The noble Lord, Lord Drumalbyn, did not refer to the Government's own code of practice which states that management and employee representatives should make the best use of the arrangements for consultation about safety and health. This is an aspect of health and they have told us that their Industrial Relations Act is such a wonderful thing and that the code is a wonderful thing. We put down the Amendment with some trepidation on my part about referring to that ill-begotten Act to encourage them to carry out the principles to which they attach importance.

I do not blame the noble Lord for not fully understanding the Amendment, but I am surprised that some of his officials did not understand it. They have had experience of dealing with Amendments. It has been perfectly clear to those with whom I have consulted in industry and in the trade unions, so I hope that the noble Lord will consider whether there is some way in which we can give expression to the desirability of consultation on health matters. My noble friend Lady Summerskill's examples explained one obvious and important aspect—and I think there are others—which justify the sort of consultation that we seek to achieve.


My Lords, in view of what the noble Lord has said, I will not press this Amendment to a Division. But the noble Lord does not seem to have understood it. The more I read it, the more elementary it seems to me. And if the noble Lord did not understand it, I regret that he did not come to me in the House and say: "I do not understand this Amendment. Can you explain it to me?" We could then have had a discussion and threshed it out beforehand, instead of having to do so here. The duly of an employer to consult representatives of workers seems to me to be so obvious. In view of the fact that it is related to Clause 4, which says that medical examinations of persons employed in factories, dare I say, with all respect to the hardworking Minister, who I think has too much put on his shoulders and therefore has not sufficient time to examine some of these details, that perhaps the difficulty has arisen because he and his advisers have found it quite impossible to identify themselves with the unfortunate worker and with the trade unions.
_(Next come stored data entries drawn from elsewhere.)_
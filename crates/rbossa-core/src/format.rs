//! Diagnostic formatting for memory contents

use std::fmt::Write;

const ROW_SIZE: u32 = 16;
const ROW_MASK: u32 = !(ROW_SIZE - 1);

/// Column header printed above [`hex_rows`] output
pub const HEX_HEADER: &str = "            0  1  2  3  4  5  6  7  8  9  a  b  c  d  e  f\n";

/// Render `data`, located at `address`, as a hex and ASCII dump
///
/// Rows always start on a 16-byte boundary. Cells outside the dumped range
/// are left blank, so an unaligned start pads the first row on the left and
/// a short tail pads the last row on the right.
///
/// ```text
///             0  1  2  3  4  5  6  7  8  9  a  b  c  d  e  f
/// 00001000 |          48 65 6c 6c 6f                         |    Hello
/// ```
pub fn hex_dump(address: u32, data: &[u8]) -> String {
    let mut out = String::from(HEX_HEADER);
    out.push_str(&hex_rows(address, data));
    out
}

/// Render the rows of a hex dump without the header
///
/// Large ranges can be rendered piecewise: as long as every piece after the
/// first starts on a 16-byte boundary, concatenating the pieces gives the
/// same rows as rendering the whole range at once.
pub fn hex_rows(address: u32, data: &[u8]) -> String {
    let mut out = String::new();
    let mut addr = address;
    let mut rest = data;
    while !rest.is_empty() {
        let lpad = (addr % ROW_SIZE) as usize;
        let size = rest.len().min(ROW_SIZE as usize - lpad);
        let rpad = ROW_SIZE as usize - lpad - size;
        let (row, tail) = rest.split_at(size);

        let _ = write!(out, "{:08x} | ", addr & ROW_MASK);
        out.push_str(&" ".repeat(3 * lpad));
        for byte in row {
            let _ = write!(out, "{:02x} ", byte);
        }
        out.push_str(&" ".repeat(3 * rpad));

        out.push_str("| ");
        out.push_str(&" ".repeat(lpad));
        out.extend(row.iter().map(|&b| printable(b)));
        out.push_str(&" ".repeat(rpad));
        out.push('\n');

        addr = addr.wrapping_add(size as u32);
        rest = tail;
    }

    out
}

fn printable(byte: u8) -> char {
    if (0x20..=0x7e).contains(&byte) {
        byte as char
    } else {
        '.'
    }
}

/// Render the low `bits` bits of `value` as a binary string, MSB first
///
/// Digits are grouped in nibbles counted from the least significant bit:
/// `bin_str(0xAA, 8)` is `"1010 1010"`.
///
/// # Panics
///
/// Panics if `bits` is not in `1..=32`.
pub fn bin_str(value: u32, bits: u32) -> String {
    assert!((1..=32).contains(&bits), "bit count {} out of range", bits);

    let mut out = String::with_capacity(bits as usize + bits as usize / 4);
    for bit in (0..bits).rev() {
        out.push(if value & (1 << bit) != 0 { '1' } else { '0' });
        if bit % 4 == 0 && bit != 0 {
            out.push(' ');
        }
    }
    out
}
However, I accept the noble Lord's offer, and we will discuss the matter behind the scenes on another occasion. Meanwhile, I beg leave to withdraw the Amendment.

Amendment, by leave, withdrawn.


My Lords, I beg to move Amendment No. 7.

Amendment moved—

After Clause 7 insert the following clause:

Obstruction of inspector or employment

medical adviser

".Any person convicted of an offence under section 146(4) of the Factories Act 1961 (obstruction of inspector), or under that subsection as it applies in relation to an employment medical adviser by virtue of section 1(5) above, shall be liable to a fine not exceeding £100."—(Lord Drumalbyn.)
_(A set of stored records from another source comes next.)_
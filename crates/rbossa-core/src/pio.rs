//! Parallel I/O controller access
//!
//! Resolves a pin name such as `pa28` to the register block of the PIO
//! controller on the attached chip and performs fixed register sequences on
//! it. Three register layouts exist, selected from the chip identifier.

use crate::device::Device;
use crate::error::{Error, Result};
use std::fmt;

/// PIO enable register
pub const PIO_PER: u32 = 0x00;
/// PIO status register
pub const PIO_PSR: u32 = 0x08;
/// Output enable register
pub const PIO_OER: u32 = 0x10;
/// Output disable register
pub const PIO_ODR: u32 = 0x14;
/// Output status register
pub const PIO_OSR: u32 = 0x18;
/// Set output data register
pub const PIO_SODR: u32 = 0x30;
/// Clear output data register
pub const PIO_CODR: u32 = 0x34;
/// Output data status register
pub const PIO_ODSR: u32 = 0x38;
/// Pin data status register
pub const PIO_PDSR: u32 = 0x3c;
/// Peripheral A/B select register
pub const PIO_ABSR: u32 = 0x70;

/// PIO controller port
#[derive(Debug, Clone, Copy, PartialEq, Eq)]
pub enum Port {
    /// Port A
    A,
    /// Port B
    B,
    /// Port C
    C,
}

impl Port {
    fn from_letter(letter: char) -> Option<Self> {
        match letter.to_ascii_lowercase() {
            'a' => Some(Port::A),
            'b' => Some(Port::B),
            'c' => Some(Port::C),
            _ => None,
        }
    }
}

impl fmt::Display for Port {
    fn fmt(&self, f: &mut fmt::Formatter<'_>) -> fmt::Result {
        let letter = match self {
            Port::A => 'a',
            Port::B => 'b',
            Port::C => 'c',
        };
        write!(f, "p{}", letter)
    }
}

/// PIO register block layout of a chip family
#[derive(Debug, Clone, Copy, PartialEq, Eq)]
pub enum RegisterLayout {
    /// SAM3U (Cortex-M3 with the PIO block shifted down)
    Sam3u,
    /// Other Cortex-M parts
    CortexM,
    /// ARM7/ARM9 parts
    Legacy,
}

impl RegisterLayout {
    /// Pick the layout from a chip identifier
    pub fn for_chip(chip_id: u32) -> Self {
        let eproc = (chip_id >> 5) & 0x7;
        let arch = (chip_id >> 20) & 0xff;
        match (eproc, arch) {
            (3, 0x80..=0x81) => RegisterLayout::Sam3u,
            (3, _) => RegisterLayout::CortexM,
            _ => RegisterLayout::Legacy,
        }
    }

    /// Base address of the register block for `port`
    pub fn base(&self, port: Port) -> u32 {
        match (self, port) {
            (RegisterLayout::Sam3u, Port::A) => 0x400e_0c00,
            (RegisterLayout::Sam3u, Port::B) => 0x400e_0e00,
            (RegisterLayout::Sam3u, Port::C) => 0x400e_1000,
            (RegisterLayout::CortexM, Port::A) => 0x400e_0e00,
            (RegisterLayout::CortexM, Port::B) => 0x400e_1000,
            (RegisterLayout::CortexM, Port::C) => 0x400e_1200,
            (RegisterLayout::Legacy, Port::A) => 0xffff_f400,
            (RegisterLayout::Legacy, Port::B) => 0xffff_f600,
            (RegisterLayout::Legacy, Port::C) => 0xffff_f800,
        }
    }
}

/// A pin name parsed from the command line, not yet bound to a chip
#[derive(Debug, Clone, Copy, PartialEq, Eq)]
pub struct PinName {
    /// Controller port
    pub port: Port,
    /// Bit index within the port
    pub bit: u32,
}

/// A pin bound to the register block of the attached chip
#[derive(Debug, Clone, Copy, PartialEq, Eq)]
pub struct PioLine {
    /// Controller port
    pub port: Port,
    /// Bit index within the port
    pub bit: u32,
    /// `1 << bit`
    pub mask: u32,
    /// Address of the port's register block
    pub base: u32,
}

impl PioLine {
    /// Bind `pin` to the register block of `layout`
    pub fn resolve(pin: PinName, layout: RegisterLayout) -> Self {
        Self {
            port: pin.port,
            bit: pin.bit,
            mask: 1 << pin.bit,
            base: layout.base(pin.port),
        }
    }

    fn register(&self, offset: u32) -> u32 {
        self.base + offset
    }
}

/// Parse a pin name: `p`, a port letter, then a bit number below 32
pub fn parse_line(token: &str) -> Result<PinName> {
    let invalid = || Error::HardwareDecode("Invalid PIO line name".into());

    let mut chars = token.chars();
    match chars.next() {
        Some(c) if c.eq_ignore_ascii_case(&'p') => {}
        _ => return Err(invalid()),
    }
    let port = chars.next().and_then(Port::from_letter).ok_or_else(invalid)?;

    let digits = chars.as_str();
    if digits.is_empty() || !digits.bytes().all(|b| b.is_ascii_digit()) {
        return Err(invalid());
    }
    let bit: u32 = digits
        .parse()
        .map_err(|_| Error::HardwareDecode("Invalid PIO line number".into()))?;
    if bit >= 32 {
        return Err(Error::HardwareDecode("Invalid PIO line number".into()));
    }

    Ok(PinName { port, bit })
}

/// Operation performed on a PIO line
#[derive(Debug, Clone, Copy, PartialEq, Eq)]
pub enum PioOp {
    /// Report configuration and state of the line
    Detail,
    /// Drive the output high
    High,
    /// Drive the output low
    Low,
    /// Read the pin level
    Status,
    /// Make the line an input
    Input,
}

impl PioOp {
    const NAMES: [(&'static str, PioOp); 5] = [
        ("detail", PioOp::Detail),
        ("high", PioOp::High),
        ("low", PioOp::Low),
        ("status", PioOp::Status),
        ("input", PioOp::Input),
    ];

    /// Parse an operation from any non-empty prefix of its name
    pub fn parse(token: &str) -> Result<Self> {
        let token = token.to_ascii_lowercase();
        if !token.is_empty() {
            for (name, op) in Self::NAMES {
                if name.starts_with(&token) {
                    return Ok(op);
                }
            }
        }
        Err(Error::HardwareDecode("Invalid PIO operation".into()))
    }
}

/// Observed state of a line, as reported by [`PioOp::Detail`]
#[derive(Debug, Clone, Copy, PartialEq, Eq)]
pub enum LineDetail {
    /// The PIO controller drives the line
    Pio {
        /// Output driver enabled; `Some(level)` with the driven level
        output: Option<bool>,
        /// Level sensed on the pin
        pin_high: bool,
    },
    /// A peripheral drives the line
    Peripheral {
        /// Peripheral A selected (B otherwise)
        select_a: bool,
    },
}

impl fmt::Display for LineDetail {
    fn fmt(&self, f: &mut fmt::Formatter<'_>) -> fmt::Result {
        let level = |high: bool| if high { "high" } else { "low" };
        match *self {
            LineDetail::Pio { output, pin_high } => {
                writeln!(f, "PIO Status    : PIO")?;
                match output {
                    Some(driven) => {
                        writeln!(f, "Output Status : output")?;
                        writeln!(f, "Output Data   : {}", level(driven))?;
                    }
                    None => writeln!(f, "Output Status : input")?,
                }
                writeln!(f, "Pin Data      : {}", level(pin_high))
            }
            LineDetail::Peripheral { select_a } => {
                writeln!(f, "PIO Status    : periph")?;
                writeln!(f, "Periph Select : {}", if select_a { "A" } else { "B" })
            }
        }
    }
}

/// Outcome of a PIO operation
#[derive(Debug, Clone, Copy, PartialEq, Eq)]
pub enum PioReport {
    /// Line configuration
    Detail(LineDetail),
    /// Pin level (`true` = high)
    Status(bool),
    /// Write-only operation finished
    Done,
}

/// Run `op` against `line`
pub fn execute(device: &mut dyn Device, line: &PioLine, op: PioOp) -> Result<PioReport> {
    let mask = line.mask;
    log::debug!("{:?} on {}{} at 0x{:08x}", op, line.port, line.bit, line.base);

    match op {
        PioOp::Detail => {
            let controlled = device.read_word(line.register(PIO_PSR))? & mask != 0;
            let detail = if controlled {
                let output = if device.read_word(line.register(PIO_OSR))? & mask != 0 {
                    Some(device.read_word(line.register(PIO_ODSR))? & mask != 0)
                } else {
                    None
                };
                let pin_high = device.read_word(line.register(PIO_PDSR))? & mask != 0;
                LineDetail::Pio { output, pin_high }
            } else {
                let select_a = device.read_word(line.register(PIO_ABSR))? & mask != 0;
                LineDetail::Peripheral { select_a }
            };
            Ok(PioReport::Detail(detail))
        }
        PioOp::High | PioOp::Low => {
            let set = if op == PioOp::High { PIO_SODR } else { PIO_CODR };
            device.write_word(line.register(set), mask)?;
            device.write_word(line.register(PIO_OER), mask)?;
            device.write_word(line.register(PIO_PER), mask)?;
            Ok(PioReport::Done)
        }
        PioOp::Status => {
            let high = device.read_word(line.register(PIO_PDSR))? & mask != 0;
            Ok(PioReport::Status(high))
        }
        PioOp::Input => {
            device.write_word(line.register(PIO_ODR), mask)?;
            device.write_word(line.register(PIO_PER), mask)?;
            Ok(PioReport::Done)
        }
    }
}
My Lords, I take it that the noble Lord has not yet had time to get the answer to my question whether the Schedule needs further amendment. It occurs to me that he may have done so, but if not I will not press it.


My Lords, I am afraid that I have not had time to get an answer.

Schedule 1 [Provisions of the Factories Act 1961 applying to give employment medical advisers certain powers of inspectors]:


My Lords, I beg to move Amendment No. 8.

Amendment moved—

Page 9, line 31, at end insert— ("(4) Where an inspector is obstructed in the execution of his powers or duties under this Act. the person obstructing him shall be guilty of an offence; and where an inspector is so obstructed in a factory, the occupier of that factory shall be guilty of an offence.").—(Lord Drumalbyn.)

Schedule 3 [Provision of the Factories Act 1961 repeated]:


My Lords, I beg to move Amendment No. 9.

Amendment moved—

Page 12, line 7, at end insert ("and (except for offences committed before the coming into force of this Act) the words 'and liable to a fine not exceeding twenty pounds' in subsection (4).").—(Lord Drumalbyn.)

In the Title:


My Lords, I beg to move Amendment No. 10.

Amendment moved—

Line 4, after ("matters") insert ("and in relation to the obstruction of inspectors").—(Lord Drumalbyn.)